** Input material follows **

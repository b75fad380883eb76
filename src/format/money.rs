//! Currency text conversion
//!
//! Converts amounts to yen text for display and for input fields, and parses
//! user-typed text back into an amount. Every function here is pure.
//!
//! Two presentation policies exist:
//! - display: always renders a value, including `¥0` and `¥-1,500`
//! - input: zero and negative amounts render as `""` so the field shows its
//!   placeholder while being edited

use crate::error::{LedgerError, LedgerResult};
use crate::models::money::{Money, MAX_SAFE_INTEGER};

/// Currency symbol prefixed to every formatted amount
pub const CURRENCY_SYMBOL: &str = "¥";

/// Shown in place of an amount that cannot be formatted
pub const INVALID_AMOUNT_LABEL: &str = "無効な値";

/// Options controlling [`format_money`]
#[derive(Debug, Clone, Copy, PartialEq, Eq)]
pub struct MoneyFormatOptions {
    /// Prefix the currency symbol
    pub show_symbol: bool,
    /// Render zero as an empty string
    pub empty_on_zero: bool,
    /// Render negative amounts as an empty string
    pub empty_on_negative: bool,
    /// Digits after the decimal point
    pub decimal_places: usize,
}

impl Default for MoneyFormatOptions {
    fn default() -> Self {
        Self {
            show_symbol: true,
            empty_on_zero: false,
            empty_on_negative: false,
            decimal_places: 0,
        }
    }
}

impl MoneyFormatOptions {
    /// Options for input fields: zero and negatives render empty
    pub const fn input() -> Self {
        Self {
            show_symbol: true,
            empty_on_zero: true,
            empty_on_negative: true,
            decimal_places: 0,
        }
    }
}

fn check_safe_integer(value: f64) -> LedgerResult<()> {
    if value.abs() > MAX_SAFE_INTEGER as f64 {
        return Err(LedgerError::AmountOutOfRange { value });
    }
    Ok(())
}

/// Format an amount according to `options`
///
/// NaN formats as `""`. Magnitudes beyond `MAX_SAFE_INTEGER` (and infinities)
/// fail with [`LedgerError::AmountOutOfRange`].
pub fn format_money(value: f64, options: MoneyFormatOptions) -> LedgerResult<String> {
    if value.is_nan() {
        return Ok(String::new());
    }

    check_safe_integer(value)?;

    if value == 0.0 && options.empty_on_zero {
        return Ok(String::new());
    }
    if value < 0.0 && options.empty_on_negative {
        return Ok(String::new());
    }

    let sign = if value < 0.0 { "-" } else { "" };
    let magnitude = round_half_away(value.abs(), options.decimal_places);
    let text = format!("{:.*}", options.decimal_places, magnitude);

    let grouped = match text.split_once('.') {
        Some((int_part, frac_part)) => format!("{}.{}", group_thousands(int_part), frac_part),
        None => group_thousands(&text),
    };

    let symbol = if options.show_symbol {
        CURRENCY_SYMBOL
    } else {
        ""
    };
    Ok(format!("{}{}{}", symbol, sign, grouped))
}

/// Display formatting: `15000 -> "¥15,000"`, `0 -> "¥0"`, `-1500 -> "¥-1,500"`
pub fn format_for_display(value: f64) -> LedgerResult<String> {
    format_money(value, MoneyFormatOptions::default())
}

/// Input formatting: like [`format_for_display`] but zero and negatives are `""`
pub fn format_for_input(value: f64) -> LedgerResult<String> {
    format_money(value, MoneyFormatOptions::input())
}

/// Display formatting with out-of-range amounts replaced by [`INVALID_AMOUNT_LABEL`]
pub fn display_or_invalid(value: f64) -> String {
    format_for_display(value).unwrap_or_else(|_| INVALID_AMOUNT_LABEL.to_string())
}

/// Input formatting with out-of-range amounts replaced by [`INVALID_AMOUNT_LABEL`]
pub fn input_or_invalid(value: f64) -> String {
    format_for_input(value).unwrap_or_else(|_| INVALID_AMOUNT_LABEL.to_string())
}

/// Parse user-typed text into an amount
///
/// Every character that is not an ASCII digit is dropped and the remaining
/// digits are read as a non-negative integer. Text without digits parses to
/// zero. This sanitizes rather than rejects: `"abc123def"` is 123 and
/// `"¥1,500"` is 1500. A digit run too long for `i64` saturates at `i64::MAX`.
pub fn parse(text: &str) -> Money {
    let digits: String = text.chars().filter(|c| c.is_ascii_digit()).collect();
    if digits.is_empty() {
        return Money::zero();
    }

    digits
        .parse::<i64>()
        .map(Money::from_yen)
        .unwrap_or_else(|_| Money::from_yen(i64::MAX))
}

fn round_half_away(value: f64, decimal_places: usize) -> f64 {
    let scale = 10f64.powi(decimal_places.min(15) as i32);
    (value * scale).round() / scale
}

fn group_thousands(digits: &str) -> String {
    let len = digits.len();
    let mut out = String::with_capacity(len + len / 3);
    for (i, ch) in digits.chars().enumerate() {
        if i > 0 && (len - i) % 3 == 0 {
            out.push(',');
        }
        out.push(ch);
    }
    out
}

** End of Input material **

> _Task item_: If a line in the records above includes the string "that", copy it.

> _Response area_:
/// Shown in place of an amount that cannot be formatted
/// Every character that is not an ASCII digit is dropped and the remaining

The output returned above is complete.